Lalu ada drama kecil, Golkar yang sempat membatalkan mendukung Airin Rachmi Diany dan sempat menyatakan dukungan kepada Andra-Dimyati, balik badan mendukung Airin Rachmi Diany-Ade Sumardi, justru setelah Airin mendapatkan dukungan PDI Perjuangan dan Ketua Umum PDI Perjuangan menegur keras Airin agar mengenakan baju merah-hitam dan menyarankan untuk masuk PDI Perjuangan.

Di tingkat pusat, Presiden terpilih Prabowo Subianto membangun komunikasi dengan Megawati Soekarnoputri (PDI Perjuangan) paska heboh munculnya akun fufufa yang diduga kuat milik Wakil Presiden terpilih Gibran Rakabuming Raka, dan sepertinya berdampak bagi hubungan antara Prabowo Subianto dan Gibran Rakabuming Raka saat ini.

Dinamika politik yang berjalan atas dasar kepentingan material dan hasrat kuasa sangat mungkin menciptakan kekuasaan dan rezim tiran bila tidak dibimbing dan dipagari oleh hukum.
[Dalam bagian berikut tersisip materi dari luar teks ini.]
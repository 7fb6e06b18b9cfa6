//! # Chart of Accounts
//!
//! The default cafe chart, account tree assembly and balance rollup.
//!
//! ## Default Chart
//! ```text
//! 1000 Assets                    2000 Liabilities        3000 Equity
//! ├── 1100 Cash                  ├── 2100 Accounts Pay.  ├── 3100 Owner's Capital
//! ├── 1110 Bank                  └── 2200 VAT Payable    └── 3200 Retained Earnings
//! ├── 1200 Accounts Receivable
//! ├── 1300 Inventory             4000 Revenue            5000 Cost of Goods Sold
//! └── 1400 VAT Receivable        ├── 4100 Sales          └── 5100 COGS - Food & Bev
//!                                └── 4900 Other Income
//! 6000 Operating Expenses
//! ├── 6100 Rent   ├── 6200 Utilities   ├── 6300 Wages   ├── 6400 Supplies
//! ├── 6500 Maintenance   ├── 6600 Marketing   └── 6900 Other Expenses
//! ```
//!
//! A parent's reporting balance is its own postings plus every descendant's.

use serde::{Deserialize, Serialize};
use std::collections::{HashMap, HashSet};
use ts_rs::TS;

use crate::error::{CoreError, CoreResult};
use crate::types::{Account, AccountType};

/// Account numbers in the default chart referenced by automatic postings.
pub mod numbers {
    pub const CASH: &str = "1100";
    pub const BANK: &str = "1110";
    pub const ACCOUNTS_RECEIVABLE: &str = "1200";
    pub const INVENTORY: &str = "1300";
    pub const VAT_RECEIVABLE: &str = "1400";
    pub const ACCOUNTS_PAYABLE: &str = "2100";
    pub const VAT_PAYABLE: &str = "2200";
    pub const OWNER_CAPITAL: &str = "3100";
    pub const RETAINED_EARNINGS: &str = "3200";
    pub const SALES: &str = "4100";
    pub const COGS_ROOT: &str = "5000";
    pub const COGS: &str = "5100";
}

/// One row of the default chart.
#[derive(Debug, Clone, Copy, PartialEq, Eq)]
pub struct AccountTemplate {
    pub number: &'static str,
    pub name: &'static str,
    pub account_type: AccountType,
    pub parent: Option<&'static str>,
}

const fn t(
    number: &'static str,
    name: &'static str,
    account_type: AccountType,
    parent: Option<&'static str>,
) -> AccountTemplate {
    AccountTemplate {
        number,
        name,
        account_type,
        parent,
    }
}

/// Parents precede children.
pub const DEFAULT_CHART: &[AccountTemplate] = &[
    t("1000", "Assets", AccountType::Asset, None),
    t("1100", "Cash", AccountType::Asset, Some("1000")),
    t("1110", "Bank", AccountType::Asset, Some("1000")),
    t("1200", "Accounts Receivable", AccountType::Asset, Some("1000")),
    t("1300", "Inventory", AccountType::Asset, Some("1000")),
    t("1400", "VAT Receivable", AccountType::Asset, Some("1000")),
    t("2000", "Liabilities", AccountType::Liability, None),
    t("2100", "Accounts Payable", AccountType::Liability, Some("2000")),
    t("2200", "VAT Payable", AccountType::Liability, Some("2000")),
    t("3000", "Equity", AccountType::Equity, None),
    t("3100", "Owner's Capital", AccountType::Equity, Some("3000")),
    t("3200", "Retained Earnings", AccountType::Equity, Some("3000")),
    t("4000", "Revenue", AccountType::Revenue, None),
    t("4100", "Sales", AccountType::Revenue, Some("4000")),
    t("4900", "Other Income", AccountType::Revenue, Some("4000")),
    t("5000", "Cost of Goods Sold", AccountType::Expense, None),
    t("5100", "COGS - Food & Beverage", AccountType::Expense, Some("5000")),
    t("6000", "Operating Expenses", AccountType::Expense, None),
    t("6100", "Rent", AccountType::Expense, Some("6000")),
    t("6200", "Utilities", AccountType::Expense, Some("6000")),
    t("6300", "Wages", AccountType::Expense, Some("6000")),
    t("6400", "Supplies", AccountType::Expense, Some("6000")),
    t("6500", "Maintenance", AccountType::Expense, Some("6000")),
    t("6600", "Marketing", AccountType::Expense, Some("6000")),
    t("6900", "Other Expenses", AccountType::Expense, Some("6000")),
];

// =============================================================================
// Tree
// =============================================================================

#[derive(Debug, Clone, PartialEq, Serialize, Deserialize, TS)]
#[ts(export)]
pub struct AccountNode {
    pub account: Account,
    pub children: Vec<AccountNode>,
}

/// Builds the account forest ordered by account number. Accounts whose
/// parent is missing from `accounts` become roots.
pub fn build_tree(mut accounts: Vec<Account>) -> Vec<AccountNode> {
    accounts.sort_by(|a, b| a.account_number.cmp(&b.account_number));
    let known: HashSet<String> = accounts.iter().map(|a| a.id.clone()).collect();

    let mut children: HashMap<Option<String>, Vec<Account>> = HashMap::new();
    for account in accounts {
        let parent = account
            .parent_account_id
            .clone()
            .filter(|p| known.contains(p) && *p != account.id);
        children.entry(parent).or_default().push(account);
    }

    fn attach(
        parent: Option<String>,
        children: &mut HashMap<Option<String>, Vec<Account>>,
        depth: usize,
    ) -> Vec<AccountNode> {
        let accounts = children.remove(&parent).unwrap_or_default();
        accounts
            .into_iter()
            .map(|account| {
                // A stored cycle cannot be reached from a root; depth is a backstop.
                let kids = if depth < 64 {
                    attach(Some(account.id.clone()), children, depth + 1)
                } else {
                    Vec::new()
                };
                AccountNode {
                    account,
                    children: kids,
                }
            })
            .collect()
    }

    attach(None, &mut children, 0)
}

/// Ids of `root_id` and all of its descendants.
pub fn subtree_ids(accounts: &[Account], root_id: &str) -> HashSet<String> {
    subtree_ids_by(
        accounts
            .iter()
            .map(|a| (a.id.as_str(), a.parent_account_id.as_deref())),
        root_id,
    )
}

/// [`subtree_ids`] over bare `(id, parent_id)` edges.
pub fn subtree_ids_by<'a, I>(edges: I, root_id: &str) -> HashSet<String>
where
    I: IntoIterator<Item = (&'a str, Option<&'a str>)>,
{
    let mut by_parent: HashMap<&str, Vec<&str>> = HashMap::new();
    for (id, parent) in edges {
        if let Some(parent) = parent {
            by_parent.entry(parent).or_default().push(id);
        }
    }

    let mut seen = HashSet::new();
    let mut stack: Vec<&str> = vec![root_id];
    while let Some(id) = stack.pop() {
        if !seen.insert(id.to_string()) {
            continue;
        }
        if let Some(kids) = by_parent.get(id) {
            stack.extend(kids.iter().copied());
        }
    }
    seen
}

/// Checks that `child_type` may sit under `parent`.
pub fn check_parent(child_number: &str, child_type: AccountType, parent: &Account) -> CoreResult<()> {
    if parent.account_type != child_type {
        return Err(CoreError::AccountTypeMismatch {
            account: child_number.to_string(),
            account_type: child_type.to_string(),
            parent: parent.account_number.clone(),
            parent_type: parent.account_type.to_string(),
        });
    }
    Ok(())
}

/// Checks that moving `account_id` under `new_parent_id` keeps the tree
/// acyclic.
pub fn check_reparent(accounts: &[Account], account_id: &str, new_parent_id: &str) -> CoreResult<()> {
    if subtree_ids(accounts, account_id).contains(new_parent_id) {
        let number = |id: &str| {
            accounts
                .iter()
                .find(|a| a.id == id)
                .map(|a| a.account_number.clone())
                .unwrap_or_else(|| id.to_string())
        };
        return Err(CoreError::AccountCycle {
            account: number(account_id),
            parent: number(new_parent_id),
        });
    }
    Ok(())
}

// =============================================================================
// Balances
// =============================================================================

/// Posted debit and credit totals for one account.
#[derive(Debug, Clone, Copy, Default, PartialEq, Eq)]
pub struct Totals {
    pub debit_cents: i64,
    pub credit_cents: i64,
}

impl Totals {
    pub fn add(&mut self, other: Totals) {
        self.debit_cents += other.debit_cents;
        self.credit_cents += other.credit_cents;
    }
}

/// Balance of one account as of a date, in its normal direction.
#[derive(Debug, Clone, PartialEq, Serialize, Deserialize, TS)]
#[ts(export)]
pub struct AccountBalance {
    pub account_id: String,
    pub account_number: String,
    pub name: String,
    pub account_type: AccountType,
    pub debit_cents: i64,
    pub credit_cents: i64,
    /// Own postings only.
    pub balance_cents: i64,
    /// Own postings plus all descendants.
    pub rollup_balance_cents: i64,
}

/// Computes the balance of `account` from per-account posted totals.
pub fn account_balance(
    accounts: &[Account],
    account: &Account,
    totals: &HashMap<String, Totals>,
) -> AccountBalance {
    let own = totals.get(&account.id).copied().unwrap_or_default();
    let mut rolled = Totals::default();
    for id in subtree_ids(accounts, &account.id) {
        if let Some(t) = totals.get(&id) {
            rolled.add(*t);
        }
    }

    AccountBalance {
        account_id: account.id.clone(),
        account_number: account.account_number.clone(),
        name: account.name.clone(),
        account_type: account.account_type,
        debit_cents: own.debit_cents,
        credit_cents: own.credit_cents,
        balance_cents: account.account_type.signed_balance(own.debit_cents, own.credit_cents),
        rollup_balance_cents: account
            .account_type
            .signed_balance(rolled.debit_cents, rolled.credit_cents),
    }
}

// =============================================================================
// Unit Tests
// =============================================================================

#[cfg(test)]
mod tests {
    use super::*;
    use chrono::Utc;

    fn account(id: &str, number: &str, kind: AccountType, parent: Option<&str>) -> Account {
        Account {
            id: id.to_string(),
            tenant_id: "t".to_string(),
            account_number: number.to_string(),
            name: number.to_string(),
            account_type: kind,
            parent_account_id: parent.map(str::to_string),
            is_active: true,
            created_at: Utc::now(),
        }
    }

    fn sample() -> Vec<Account> {
        vec![
            account("a", "1000", AccountType::Asset, None),
            account("c", "1100", AccountType::Asset, Some("a")),
            account("i", "1300", AccountType::Asset, Some("a")),
            account("r", "4000", AccountType::Revenue, None),
            account("s", "4100", AccountType::Revenue, Some("r")),
        ]
    }

    #[test]
    fn test_default_chart_parents_precede_children() {
        let mut seen = HashSet::new();
        for row in DEFAULT_CHART {
            if let Some(parent) = row.parent {
                assert!(seen.contains(parent), "{} listed before {}", row.number, parent);
                let parent_row = DEFAULT_CHART.iter().find(|r| r.number == parent).unwrap();
                assert_eq!(parent_row.account_type, row.account_type);
            }
            assert!(seen.insert(row.number), "duplicate {}", row.number);
        }
    }

    #[test]
    fn test_default_chart_has_posting_accounts() {
        for number in [
            numbers::CASH,
            numbers::INVENTORY,
            numbers::VAT_PAYABLE,
            numbers::SALES,
            numbers::COGS,
            numbers::RETAINED_EARNINGS,
        ] {
            assert!(DEFAULT_CHART.iter().any(|r| r.number == number));
        }
    }

    #[test]
    fn test_build_tree() {
        let tree = build_tree(sample());
        assert_eq!(tree.len(), 2);
        assert_eq!(tree[0].account.account_number, "1000");
        assert_eq!(tree[0].children.len(), 2);
        assert_eq!(tree[0].children[0].account.account_number, "1100");
        assert_eq!(tree[1].children[0].account.account_number, "4100");
    }

    #[test]
    fn test_orphan_becomes_root() {
        let accounts = vec![account("x", "1500", AccountType::Asset, Some("missing"))];
        let tree = build_tree(accounts);
        assert_eq!(tree.len(), 1);
    }

    #[test]
    fn test_rollup_includes_descendants() {
        let accounts = sample();
        let mut totals = HashMap::new();
        totals.insert("c".to_string(), Totals { debit_cents: 1000, credit_cents: 200 });
        totals.insert("i".to_string(), Totals { debit_cents: 500, credit_cents: 0 });
        totals.insert("s".to_string(), Totals { debit_cents: 0, credit_cents: 800 });

        let root = &accounts[0];
        let balance = account_balance(&accounts, root, &totals);
        assert_eq!(balance.balance_cents, 0);
        assert_eq!(balance.rollup_balance_cents, 1300);

        let cash = account_balance(&accounts, &accounts[1], &totals);
        assert_eq!(cash.balance_cents, 800);
        assert_eq!(cash.rollup_balance_cents, 800);

        let revenue = account_balance(&accounts, &accounts[3], &totals);
        assert_eq!(revenue.rollup_balance_cents, 800);
    }

    #[test]
    fn test_type_mismatch_rejected() {
        let parent = account("a", "1000", AccountType::Asset, None);
        assert!(check_parent("4100", AccountType::Revenue, &parent).is_err());
        assert!(check_parent("1500", AccountType::Asset, &parent).is_ok());
    }

    #[test]
    fn test_cycle_rejected() {
        let accounts = sample();
        // 1000 under its own child 1100.
        let err = check_reparent(&accounts, "a", "c").unwrap_err();
        assert!(matches!(err, CoreError::AccountCycle { .. }));
        assert!(check_reparent(&accounts, "a", "a").is_err());
        assert!(check_reparent(&accounts, "i", "c").is_ok());
    }
}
Hukum lah yang akan menjadi penyelamat sebuah Negara atau bangsa untuk tidak jatuh dalam kekacauan dan tirani.

Yang juga tidak kalah penting adalah pengawasan dan kontrol masyarakat tercerahkan dan komunitas atau pun lembaga-lembaga dan gerakan pencerahan masyarakat sipil yang independen untuk selalu mawas dan awas terhadap aturan-aturan dan kebijakan-kebijakan yang tidak pro rakyat, tidak adil, dan membahayakan keselamatan lingkungan dan kehidupan generasi mendatang.

Tanpa pengawasan dari rakyat dan masyarakat yang tercerahkan untuk berani memprotes dan menyuarakan pandangan dan ketidaksetujuan mereka pada aturan dan kebijakan yang akan berdampak negatif dan merugikan masyarakat banyak, kekuasaan dan rezim penguasa memang sangat rentan untuk menjadi tiran yang menghalalkan segala cara untuk memenuhi ambisi dan keinginannya.

Dalam konteks Pilkada Serentak 2024, kita tentu menginginkan netralitas yang sudah semestinya kepada lembaga dan mereka yang diwajibkan netral berdasarkan hukum dan konstitusi sehingga kita bisa memberikan contoh berdemokrasi yang sehat dan bermartabat. Bukan politik barbar dan praktik ‘hukum’ rimba, semisal menggunakan apparatus kekerasan untuk berpihak dan mengarahkan dukungan publik kepada kandidat tertentu.

Fakta pahitnya saat ini adalah ketika kita melihat dan menyaksikan dengan terang-benderang bahwa partai politik seakan tidak memiliki ideologi dan visi masa depan yang jelas dan lebih memerankan diri sebagai komoditas sewaan untuk kepentingan sesaat, bukan menciptakan visi dan ideologi masa depan yang berkelanjutan. Padahal mestinya partai politik menjalankan fungsi substantif sebagai salah-satu pilar demokrasi modern, semisal memperjuangkan aspirasi rakyat. (*)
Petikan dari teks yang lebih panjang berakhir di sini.